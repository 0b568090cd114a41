//! Checkpoint persistence for the Stratum deployment engine.
//!
//! This module stores one envfile per environment: configuration variables
//! plus the snapshot of the latest deployment, encoded as JSON or YAML.

mod encoding;
mod local;
mod store;
mod types;

pub use encoding::{Encoding, DEFAULT_EXTENSION};
pub use local::{LocalCheckpointStore, WORKSPACE_DIR};
pub use store::{CheckpointStore, LoadedEnvfile};
pub use types::{Deployment, Envfile};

What is needed: Please show each line in the records above that contains "types".

Answer:
mod types;
pub use types::{Deployment, Envfile};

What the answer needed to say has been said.